Broccoli Souffle (Birds Eye)
By kawaibaby
1 Picture
Ingredients
- 2 Tbsp. olive oil
- 1 bag Birds Eye® Baby Broccoli Florets
- 2 Tbsp. all-purpose flour
- 4 large eggs, separated and yolks lightly beaten
- 1 cup milk
- 4 Tbsp. shredded parmesan cheese, divided
- 1/4 tsp. salt
- 1/8 tsp. ground black pepper
Details
Preparation time 10mins
Cooking time 55mins
Adapted from birdseye.com
Preparation
Step 1
1.Preheat oven to 350°F.
2.Heat oil over medium heat and cook Broccoli Florets, stirring occasionally, 5 minutes or until tender.
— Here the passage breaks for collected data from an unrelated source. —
//! Report assembly: fold five check results into one decision.
//!
//! The assembler is pure. It performs no I/O and has no failure modes; given
//! the same results, claim, and policy it always produces the same report.

use attest_contracts::{
    check::{BiasVerdict, CheckResults},
    identity::Digest,
    report::{ReportDetails, VerificationReport},
    settings::{CheckSettings, ScoringPolicy},
};

use crate::digest::verification_hash;

/// The single pass/fail decision.
///
/// Verified only when every check passes: fewer than
/// `settings.max_missing_values` missing cells, no PII, relevance matching
/// the claim, first sighting of the dataset, and a balanced demographic
/// column.
pub fn is_verified(results: &CheckResults, claimed_category: &str, settings: &CheckSettings) -> bool {
    results.quality.missing_values < settings.max_missing_values
        && !results.pii_detected
        && results.relevance.matches_claim(claimed_category)
        && results.is_authentic
        && results.bias == BiasVerdict::Balanced
}

/// Score out of 100, one point off per missing cell plus a fixed penalty per
/// failed check, clamped to `[policy.floor, 100]`.
pub fn quality_score(results: &CheckResults, claimed_category: &str, policy: &ScoringPolicy) -> i32 {
    let mut score: i64 = 100;
    score = score.saturating_sub(i64::try_from(results.quality.missing_values).unwrap_or(i64::MAX));
    if results.pii_detected {
        score -= i64::from(policy.pii_penalty);
    }
    if !results.relevance.matches_claim(claimed_category) {
        score -= i64::from(policy.relevance_penalty);
    }
    if !results.is_authentic {
        score -= i64::from(policy.duplicate_penalty);
    }
    if results.bias != BiasVerdict::Balanced {
        score -= i64::from(policy.bias_penalty);
    }

    let floor = i64::from(policy.floor.min(100));
    // The clamp bounds the value to [floor, 100], which always fits in i32.
    score.clamp(floor, 100) as i32
}

/// Build the report for one run.
pub fn assemble_report(
    dataset_hash: Digest,
    results: CheckResults,
    claimed_category: &str,
    analysis_report: String,
    settings: &CheckSettings,
    policy: &ScoringPolicy,
) -> VerificationReport {
    let verified = is_verified(&results, claimed_category, settings);
    let score = quality_score(&results, claimed_category, policy);
    let seal = verification_hash(&results.quality, results.pii_detected);

    VerificationReport {
        dataset_hash,
        verification_hash: seal,
        is_verified: verified,
        quality_score: score,
        analysis_report,
        details: ReportDetails {
            data_quality: results.quality,
            pii_detected: results.pii_detected,
            relevance: results.relevance.label().to_string(),
            is_duplicate: !results.is_authentic,
            bias: results.bias,
        },
    }
}

#[cfg(test)]
mod tests {
    use attest_contracts::{
        check::{BiasVerdict, CheckResults, QualityReport, Relevance},
        identity::Digest,
        settings::{CheckSettings, ScoringPolicy},
    };

    use super::{assemble_report, is_verified, quality_score};

    fn clean() -> CheckResults {
        CheckResults {
            quality: QualityReport { missing_values: 0, incorrect_types: 0 },
            pii_detected: false,
            relevance: Relevance::Confirmed("Finance".to_string()),
            is_authentic: true,
            bias: BiasVerdict::Balanced,
        }
    }

    #[test]
    fn test_clean_results_verify_at_full_score() {
        let report = assemble_report(
            Digest::from_bytes([7; 32]),
            clean(),
            "Finance",
            "ipfs://mock-report".to_string(),
            &CheckSettings::default(),
            &ScoringPolicy::default(),
        );

        assert!(report.is_verified);
        assert_eq!(report.quality_score, 100);
        assert!(!report.details.is_duplicate);
        assert_eq!(report.details.relevance, "Finance");
    }

    #[test]
    fn test_missing_value_limit_is_strict() {
        let settings = CheckSettings::default();
        let mut results = clean();

        results.quality.missing_values = 9;
        assert!(is_verified(&results, "Finance", &settings));

        results.quality.missing_values = 10;
        assert!(!is_verified(&results, "Finance", &settings));
    }

    #[test]
    fn test_each_failed_check_blocks_verification() {
        let settings = CheckSettings::default();

        let mut pii = clean();
        pii.pii_detected = true;
        assert!(!is_verified(&pii, "Finance", &settings));

        let mut irrelevant = clean();
        irrelevant.relevance = Relevance::Unknown;
        assert!(!is_verified(&irrelevant, "Finance", &settings));

        let mut duplicate = clean();
        duplicate.is_authentic = false;
        assert!(!is_verified(&duplicate, "Finance", &settings));

        let mut skewed = clean();
        skewed.bias = BiasVerdict::Imbalanced;
        assert!(!is_verified(&skewed, "Finance", &settings));
    }

    #[test]
    fn test_penalties_accumulate() {
        let policy = ScoringPolicy::default();
        let mut results = clean();
        results.quality.missing_values = 5;
        results.pii_detected = true;
        results.bias = BiasVerdict::Imbalanced;

        // 100 - 5 - 10 - 10
        assert_eq!(quality_score(&results, "Finance", &policy), 75);
    }

    /// The worst case (95 missing cells and every check failing) would be
    /// -55 unclamped; the floor holds it at 0.
    #[test]
    fn test_score_floor() {
        let results = CheckResults {
            quality: QualityReport { missing_values: 95, incorrect_types: 3 },
            pii_detected: true,
            relevance: Relevance::Unknown,
            is_authentic: false,
            bias: BiasVerdict::Imbalanced,
        };

        assert_eq!(quality_score(&results, "Finance", &ScoringPolicy::default()), 0);

        let lenient = ScoringPolicy { floor: -100, ..ScoringPolicy::default() };
        assert_eq!(quality_score(&results, "Finance", &lenient), -55);
    }

    #[test]
    fn test_huge_missing_count_saturates() {
        let mut results = clean();
        results.quality.missing_values = u64::MAX;
        assert_eq!(quality_score(&results, "Finance", &ScoringPolicy::default()), 0);
    }

    /// The seal covers quality and PII only.
    #[test]
    fn test_verification_hash_ignores_other_checks() {
        let settings = CheckSettings::default();
        let policy = ScoringPolicy::default();
        let digest = Digest::from_bytes([1; 32]);

        let a = assemble_report(digest, clean(), "Finance", String::new(), &settings, &policy);

        let mut other = clean();
        other.is_authentic = false;
        other.bias = BiasVerdict::Imbalanced;
        other.relevance = Relevance::Unknown;
        let b = assemble_report(digest, other, "Finance", String::new(), &settings, &policy);

        assert_eq!(a.verification_hash, b.verification_hash);
        assert_ne!(a.quality_score, b.quality_score);
    }
}
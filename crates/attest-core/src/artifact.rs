//! Analysis artifact storage.
//!
//! Content-addressed persistence of the full analysis is out of scope, so the
//! only store hands back a fixed URI.

use tracing::debug;

use attest_contracts::{error::AttestResult, identity::Digest, report::ReportDetails};

use crate::traits::ArtifactStore;

/// Default pointer written into reports when no real store is configured.
pub const MOCK_ARTIFACT_URI: &str = "ipfs://mock-report";

/// An `ArtifactStore` that stores nothing and always returns the same URI.
#[derive(Debug, Clone)]
pub struct StaticArtifactStore {
    uri: String,
}

impl StaticArtifactStore {
    pub fn new(uri: impl Into<String>) -> Self {
        Self { uri: uri.into() }
    }
}

impl Default for StaticArtifactStore {
    fn default() -> Self {
        Self::new(MOCK_ARTIFACT_URI)
    }
}

impl ArtifactStore for StaticArtifactStore {
    fn store(&self, dataset_hash: &Digest, _details: &ReportDetails) -> AttestResult<String> {
        debug!(dataset_hash = %dataset_hash, uri = %self.uri, "artifact store is static; nothing persisted");
        Ok(self.uri.clone())
    }
}
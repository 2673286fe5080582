//! Persistent, append-only `HashRegistry` backed by a JSON-lines file.
//!
//! Each line records one digest the first time it is seen:
//!
//! ```text
//! {"datasetHash":"0x…","firstSeen":"2026-01-01T00:00:00Z"}
//! ```
//!
//! The file is read once at open; afterwards the in-memory set is
//! authoritative for this process and new digests are appended and flushed
//! before `check_and_insert` returns.
//!
//! A final line without its newline is the mark of an interrupted append. At
//! open it is cut off (and re-written whole if it still parses). A failed
//! append is rolled back to the last complete line before the next write.

use std::collections::HashSet;
use std::fs::{File, OpenOptions};
use std::io::Write;
use std::path::{Path, PathBuf};
use std::sync::{Mutex, MutexGuard};

use chrono::{DateTime, Utc};
use serde::{Deserialize, Serialize};
use tracing::{debug, info, warn};

use attest_contracts::{
    error::{AttestError, AttestResult},
    identity::Digest,
};
use attest_core::traits::HashRegistry;

/// One line of the registry file.
#[derive(Debug, Clone, Serialize, Deserialize)]
#[serde(rename_all = "camelCase")]
pub struct RegistryEntry {
    pub dataset_hash: Digest,
    pub first_seen: DateTime<Utc>,
}

struct FileState {
    seen: HashSet<Digest>,
    file: File,
    /// Length of the file up to its last complete line.
    len: u64,
    /// Set when a failed append could not be rolled back yet.
    torn: bool,
}

/// A seen-hash registry that survives process restarts.
pub struct FileHashRegistry {
    path: PathBuf,
    state: Mutex<FileState>,
}

impl FileHashRegistry {
    /// Open (or create) the registry file at `path` and load every entry.
    ///
    /// An unterminated final line is dropped with a warning, or completed if
    /// it is a valid entry.
    ///
    /// Returns `AttestError::RegistryError` if the file cannot be opened or
    /// a complete line is not a valid entry.
    pub fn open(path: impl AsRef<Path>) -> AttestResult<Self> {
        let path = path.as_ref().to_path_buf();
        let mut seen = HashSet::new();
        let mut complete_len = 0u64;
        let mut torn_tail = false;
        let mut tail = None;

        if path.exists() {
            let contents = std::fs::read_to_string(&path).map_err(|e| registry_err(&path, e))?;
            let (complete, rest) = match contents.rfind('\n') {
                Some(end) => contents.split_at(end + 1),
                None => ("", contents.as_str()),
            };

            let mut line_count = 0;
            for (idx, line) in complete.lines().enumerate() {
                line_count = idx + 1;
                if line.trim().is_empty() {
                    continue;
                }
                let entry = parse_entry(line).map_err(|e| AttestError::RegistryError {
                    reason: format!("{}:{}: invalid registry entry: {}", path.display(), idx + 1, e),
                })?;
                seen.insert(entry.dataset_hash);
            }
            complete_len = complete.len() as u64;

            if !rest.is_empty() {
                torn_tail = true;
                match parse_entry(rest.trim()) {
                    Ok(entry) => {
                        seen.insert(entry.dataset_hash);
                        tail = Some(rest.trim().to_string());
                    }
                    Err(e) => warn!(
                        path = %path.display(),
                        line = line_count + 1,
                        error = %e,
                        "discarding unterminated registry line"
                    ),
                }
            }
        }

        let mut file = OpenOptions::new()
            .create(true)
            .append(true)
            .open(&path)
            .map_err(|e| registry_err(&path, e))?;

        let mut len = complete_len;
        if torn_tail {
            file.set_len(complete_len).map_err(|e| registry_err(&path, e))?;
        }
        if let Some(line) = tail {
            let line = format!("{}\n", line);
            file.write_all(line.as_bytes()).map_err(|e| registry_err(&path, e))?;
            len += line.len() as u64;
        }

        info!(path = %path.display(), entries = seen.len(), "hash registry opened");

        Ok(Self { path, state: Mutex::new(FileState { seen, file, len, torn: false }) })
    }

    pub fn path(&self) -> &Path {
        &self.path
    }

    fn lock(&self) -> AttestResult<MutexGuard<'_, FileState>> {
        self.state.lock().map_err(|e| AttestError::RegistryError {
            reason: format!("registry lock poisoned: {}", e),
        })
    }
}

fn parse_entry(line: &str) -> serde_json::Result<RegistryEntry> {
    serde_json::from_str(line)
}

fn registry_err(path: &Path, e: std::io::Error) -> AttestError {
    AttestError::RegistryError { reason: format!("{}: {}", path.display(), e) }
}

impl HashRegistry for FileHashRegistry {
    /// Test membership and, for a new digest, append and flush its entry,
    /// all under one lock.
    ///
    /// If the append fails the digest is not added to the in-memory set
    /// either, so the next call retries the write.
    fn check_and_insert(&self, digest: &Digest) -> AttestResult<bool> {
        let mut state = self.lock()?;
        if state.seen.contains(digest) {
            return Ok(false);
        }

        let entry = RegistryEntry { dataset_hash: *digest, first_seen: Utc::now() };
        let mut line = serde_json::to_string(&entry).map_err(|e| AttestError::RegistryError {
            reason: format!("failed to encode registry entry: {}", e),
        })?;
        line.push('\n');

        if state.torn {
            let len = state.len;
            state.file.set_len(len).map_err(|e| registry_err(&self.path, e))?;
            state.torn = false;
        }

        let written = state.file.write_all(line.as_bytes()).and_then(|()| state.file.flush());
        if let Err(e) = written {
            let len = state.len;
            if state.file.set_len(len).is_err() {
                state.torn = true;
            }
            return Err(registry_err(&self.path, e));
        }
        state.len += line.len() as u64;
        state.seen.insert(*digest);

        debug!(dataset_hash = %digest, path = %self.path.display(), "registry entry appended");
        Ok(true)
    }

    fn contains(&self, digest: &Digest) -> AttestResult<bool> {
        Ok(self.lock()?.seen.contains(digest))
    }

    fn len(&self) -> AttestResult<usize> {
        Ok(self.lock()?.seen.len())
    }
}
Breaking up any large pieces. Sprinkle with flour and cook 1 minute. Add milk and cook until thickened. Remove from heat and stir in 2 tablespoons parmesan cheese, salt and pepper. Stir in egg yolks.
3.Meanwhile, beat egg whites until stiff. Fold into broccoli mixture and turn into ungreased 1-1/2-quart round deep casserole dish. Bake 25 minutes or until knife inserted into center comes out clean. Serve warm.